┌────────

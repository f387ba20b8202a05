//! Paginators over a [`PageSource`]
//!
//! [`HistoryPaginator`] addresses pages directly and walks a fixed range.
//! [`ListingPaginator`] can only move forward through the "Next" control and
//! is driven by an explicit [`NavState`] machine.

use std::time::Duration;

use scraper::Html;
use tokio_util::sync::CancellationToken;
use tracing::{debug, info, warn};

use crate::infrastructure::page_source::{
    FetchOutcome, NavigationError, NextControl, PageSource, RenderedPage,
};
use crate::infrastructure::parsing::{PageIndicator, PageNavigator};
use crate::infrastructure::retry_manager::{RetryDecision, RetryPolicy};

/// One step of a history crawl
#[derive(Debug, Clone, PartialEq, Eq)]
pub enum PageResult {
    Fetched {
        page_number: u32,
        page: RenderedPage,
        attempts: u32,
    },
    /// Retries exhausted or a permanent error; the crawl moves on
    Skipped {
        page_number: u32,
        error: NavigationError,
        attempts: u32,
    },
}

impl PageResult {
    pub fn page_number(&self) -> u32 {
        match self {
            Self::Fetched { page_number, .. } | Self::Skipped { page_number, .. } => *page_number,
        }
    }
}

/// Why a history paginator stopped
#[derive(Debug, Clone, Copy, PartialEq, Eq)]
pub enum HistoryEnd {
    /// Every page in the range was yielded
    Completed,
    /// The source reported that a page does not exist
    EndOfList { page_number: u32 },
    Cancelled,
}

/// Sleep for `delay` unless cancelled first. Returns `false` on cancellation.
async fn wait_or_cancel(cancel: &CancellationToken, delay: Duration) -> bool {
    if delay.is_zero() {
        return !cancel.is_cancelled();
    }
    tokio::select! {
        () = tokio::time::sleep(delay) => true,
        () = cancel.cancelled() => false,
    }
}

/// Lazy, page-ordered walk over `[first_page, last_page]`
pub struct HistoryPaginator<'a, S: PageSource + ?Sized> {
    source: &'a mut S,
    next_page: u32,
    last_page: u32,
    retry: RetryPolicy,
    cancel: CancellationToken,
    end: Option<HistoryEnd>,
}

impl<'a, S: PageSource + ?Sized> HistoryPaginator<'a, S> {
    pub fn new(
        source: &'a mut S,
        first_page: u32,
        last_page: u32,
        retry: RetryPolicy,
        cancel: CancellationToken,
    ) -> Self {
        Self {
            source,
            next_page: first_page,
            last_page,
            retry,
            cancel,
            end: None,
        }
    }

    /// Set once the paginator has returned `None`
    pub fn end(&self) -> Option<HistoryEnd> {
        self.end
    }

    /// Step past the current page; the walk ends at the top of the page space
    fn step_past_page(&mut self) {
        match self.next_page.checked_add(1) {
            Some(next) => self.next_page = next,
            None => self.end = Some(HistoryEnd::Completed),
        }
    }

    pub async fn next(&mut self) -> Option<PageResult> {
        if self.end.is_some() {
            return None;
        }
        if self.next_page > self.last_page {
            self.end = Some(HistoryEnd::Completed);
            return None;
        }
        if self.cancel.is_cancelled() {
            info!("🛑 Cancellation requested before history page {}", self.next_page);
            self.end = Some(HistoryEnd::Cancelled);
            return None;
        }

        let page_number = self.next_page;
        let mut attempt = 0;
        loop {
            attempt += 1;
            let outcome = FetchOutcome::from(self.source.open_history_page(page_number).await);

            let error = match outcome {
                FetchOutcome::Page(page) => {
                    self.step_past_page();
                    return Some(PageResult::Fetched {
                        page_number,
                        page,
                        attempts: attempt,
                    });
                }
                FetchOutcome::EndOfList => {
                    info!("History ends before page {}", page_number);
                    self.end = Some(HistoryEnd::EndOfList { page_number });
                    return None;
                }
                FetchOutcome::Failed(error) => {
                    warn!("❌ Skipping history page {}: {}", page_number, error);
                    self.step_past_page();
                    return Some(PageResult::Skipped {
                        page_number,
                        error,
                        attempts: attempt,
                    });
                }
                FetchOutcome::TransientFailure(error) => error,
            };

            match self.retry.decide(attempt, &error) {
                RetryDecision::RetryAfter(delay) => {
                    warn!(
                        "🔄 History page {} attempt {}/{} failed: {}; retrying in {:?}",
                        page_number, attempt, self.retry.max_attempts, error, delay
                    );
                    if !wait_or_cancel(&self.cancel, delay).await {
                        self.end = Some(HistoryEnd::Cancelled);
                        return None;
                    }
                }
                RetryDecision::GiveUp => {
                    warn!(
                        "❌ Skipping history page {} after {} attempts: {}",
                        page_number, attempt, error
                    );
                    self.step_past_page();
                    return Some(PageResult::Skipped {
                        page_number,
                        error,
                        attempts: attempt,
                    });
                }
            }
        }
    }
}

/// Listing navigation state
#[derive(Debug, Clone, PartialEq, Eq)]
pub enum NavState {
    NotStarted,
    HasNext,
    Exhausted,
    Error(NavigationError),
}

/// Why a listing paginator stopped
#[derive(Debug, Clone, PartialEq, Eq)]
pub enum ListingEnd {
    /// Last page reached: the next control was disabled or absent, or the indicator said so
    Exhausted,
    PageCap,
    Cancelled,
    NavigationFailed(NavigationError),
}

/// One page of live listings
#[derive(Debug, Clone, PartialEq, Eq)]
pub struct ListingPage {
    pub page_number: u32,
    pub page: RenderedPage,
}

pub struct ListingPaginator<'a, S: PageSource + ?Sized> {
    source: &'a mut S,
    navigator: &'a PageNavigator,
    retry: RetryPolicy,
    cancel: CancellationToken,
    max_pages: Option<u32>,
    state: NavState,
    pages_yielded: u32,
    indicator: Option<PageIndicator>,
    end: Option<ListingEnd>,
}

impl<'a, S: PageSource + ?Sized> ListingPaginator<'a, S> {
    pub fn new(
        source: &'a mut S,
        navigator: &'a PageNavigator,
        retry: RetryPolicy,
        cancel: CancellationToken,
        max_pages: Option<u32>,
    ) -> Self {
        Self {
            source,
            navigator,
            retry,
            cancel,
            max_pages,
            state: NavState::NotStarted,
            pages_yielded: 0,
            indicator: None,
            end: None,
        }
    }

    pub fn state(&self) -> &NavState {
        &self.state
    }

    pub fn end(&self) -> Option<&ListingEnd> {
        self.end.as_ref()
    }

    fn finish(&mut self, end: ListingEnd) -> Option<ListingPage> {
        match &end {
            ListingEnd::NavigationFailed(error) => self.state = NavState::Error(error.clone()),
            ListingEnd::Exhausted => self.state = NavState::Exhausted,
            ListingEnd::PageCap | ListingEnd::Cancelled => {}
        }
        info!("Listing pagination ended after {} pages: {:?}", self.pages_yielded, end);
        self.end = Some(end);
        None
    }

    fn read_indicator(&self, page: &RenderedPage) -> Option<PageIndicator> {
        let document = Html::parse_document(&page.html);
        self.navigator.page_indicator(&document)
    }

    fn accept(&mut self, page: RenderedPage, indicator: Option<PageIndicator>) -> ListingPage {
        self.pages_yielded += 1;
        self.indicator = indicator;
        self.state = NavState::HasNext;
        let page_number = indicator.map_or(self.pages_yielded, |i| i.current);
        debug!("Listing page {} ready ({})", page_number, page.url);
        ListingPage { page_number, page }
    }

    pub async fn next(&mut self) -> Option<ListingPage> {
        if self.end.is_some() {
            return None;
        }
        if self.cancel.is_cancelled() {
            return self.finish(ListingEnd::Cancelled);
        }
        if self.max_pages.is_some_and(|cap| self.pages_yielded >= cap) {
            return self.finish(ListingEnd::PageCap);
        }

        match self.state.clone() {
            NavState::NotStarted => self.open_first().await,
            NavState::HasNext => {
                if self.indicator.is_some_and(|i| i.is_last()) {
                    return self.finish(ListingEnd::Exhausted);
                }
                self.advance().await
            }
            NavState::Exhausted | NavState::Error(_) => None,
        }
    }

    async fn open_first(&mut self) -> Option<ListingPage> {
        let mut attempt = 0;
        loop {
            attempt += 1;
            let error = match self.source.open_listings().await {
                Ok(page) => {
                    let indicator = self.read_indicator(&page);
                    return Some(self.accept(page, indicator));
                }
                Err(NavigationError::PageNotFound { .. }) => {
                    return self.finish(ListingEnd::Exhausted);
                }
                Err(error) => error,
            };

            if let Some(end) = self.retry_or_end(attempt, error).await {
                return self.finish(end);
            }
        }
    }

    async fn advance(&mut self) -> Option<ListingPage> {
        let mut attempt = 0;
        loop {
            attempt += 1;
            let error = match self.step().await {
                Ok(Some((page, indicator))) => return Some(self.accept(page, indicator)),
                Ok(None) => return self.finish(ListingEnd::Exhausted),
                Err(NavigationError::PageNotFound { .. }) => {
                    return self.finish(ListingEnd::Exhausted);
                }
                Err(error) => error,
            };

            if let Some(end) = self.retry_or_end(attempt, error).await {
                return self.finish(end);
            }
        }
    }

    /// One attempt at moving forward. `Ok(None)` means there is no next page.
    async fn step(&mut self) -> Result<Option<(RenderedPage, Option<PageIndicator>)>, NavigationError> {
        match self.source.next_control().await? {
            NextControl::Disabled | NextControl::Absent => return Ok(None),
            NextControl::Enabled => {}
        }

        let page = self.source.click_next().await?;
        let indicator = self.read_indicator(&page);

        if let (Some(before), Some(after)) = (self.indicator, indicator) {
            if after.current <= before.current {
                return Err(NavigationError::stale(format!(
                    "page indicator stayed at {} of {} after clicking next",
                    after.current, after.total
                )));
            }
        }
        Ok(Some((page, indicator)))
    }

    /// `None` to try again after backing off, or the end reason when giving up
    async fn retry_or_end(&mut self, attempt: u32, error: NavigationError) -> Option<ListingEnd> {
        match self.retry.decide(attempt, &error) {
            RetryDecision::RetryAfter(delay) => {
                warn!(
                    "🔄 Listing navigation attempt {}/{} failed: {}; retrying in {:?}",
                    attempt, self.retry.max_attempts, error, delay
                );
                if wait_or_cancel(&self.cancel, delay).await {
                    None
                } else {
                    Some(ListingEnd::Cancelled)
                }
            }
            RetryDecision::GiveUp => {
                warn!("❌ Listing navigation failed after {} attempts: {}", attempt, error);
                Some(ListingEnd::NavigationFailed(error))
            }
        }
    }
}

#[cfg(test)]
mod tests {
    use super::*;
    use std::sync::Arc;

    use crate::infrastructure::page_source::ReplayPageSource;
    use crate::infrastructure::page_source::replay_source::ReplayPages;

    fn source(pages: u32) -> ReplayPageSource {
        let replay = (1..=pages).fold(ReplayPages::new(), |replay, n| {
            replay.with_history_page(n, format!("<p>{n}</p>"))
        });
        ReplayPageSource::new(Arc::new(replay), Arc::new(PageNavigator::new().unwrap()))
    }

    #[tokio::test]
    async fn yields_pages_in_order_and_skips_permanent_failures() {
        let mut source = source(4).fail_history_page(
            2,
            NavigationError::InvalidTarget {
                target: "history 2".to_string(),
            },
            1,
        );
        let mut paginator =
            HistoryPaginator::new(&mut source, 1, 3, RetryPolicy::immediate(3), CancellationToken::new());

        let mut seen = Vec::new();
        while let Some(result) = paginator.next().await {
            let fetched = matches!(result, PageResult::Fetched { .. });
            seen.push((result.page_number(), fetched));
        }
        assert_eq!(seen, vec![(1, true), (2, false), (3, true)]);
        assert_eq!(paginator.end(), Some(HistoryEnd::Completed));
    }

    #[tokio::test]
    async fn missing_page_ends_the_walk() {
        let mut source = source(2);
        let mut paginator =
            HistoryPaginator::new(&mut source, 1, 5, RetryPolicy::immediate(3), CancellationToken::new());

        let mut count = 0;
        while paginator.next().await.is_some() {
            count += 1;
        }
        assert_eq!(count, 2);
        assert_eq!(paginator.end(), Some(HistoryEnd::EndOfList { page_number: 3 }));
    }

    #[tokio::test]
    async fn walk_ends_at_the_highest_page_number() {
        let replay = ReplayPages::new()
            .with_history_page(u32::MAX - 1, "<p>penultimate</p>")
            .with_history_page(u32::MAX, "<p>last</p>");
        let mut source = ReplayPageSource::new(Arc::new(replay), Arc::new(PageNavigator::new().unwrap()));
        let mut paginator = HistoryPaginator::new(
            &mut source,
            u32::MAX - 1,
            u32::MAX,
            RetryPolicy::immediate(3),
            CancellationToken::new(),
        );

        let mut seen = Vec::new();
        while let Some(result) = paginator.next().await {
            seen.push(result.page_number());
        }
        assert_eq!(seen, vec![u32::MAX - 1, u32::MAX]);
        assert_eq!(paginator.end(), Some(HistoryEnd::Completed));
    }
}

└────────

## Work request
For the string "push", go through the entries above and copy each line where it occurs.

## Completed exercise
            seen.push((result.page_number(), fetched));
            seen.push(result.page_number());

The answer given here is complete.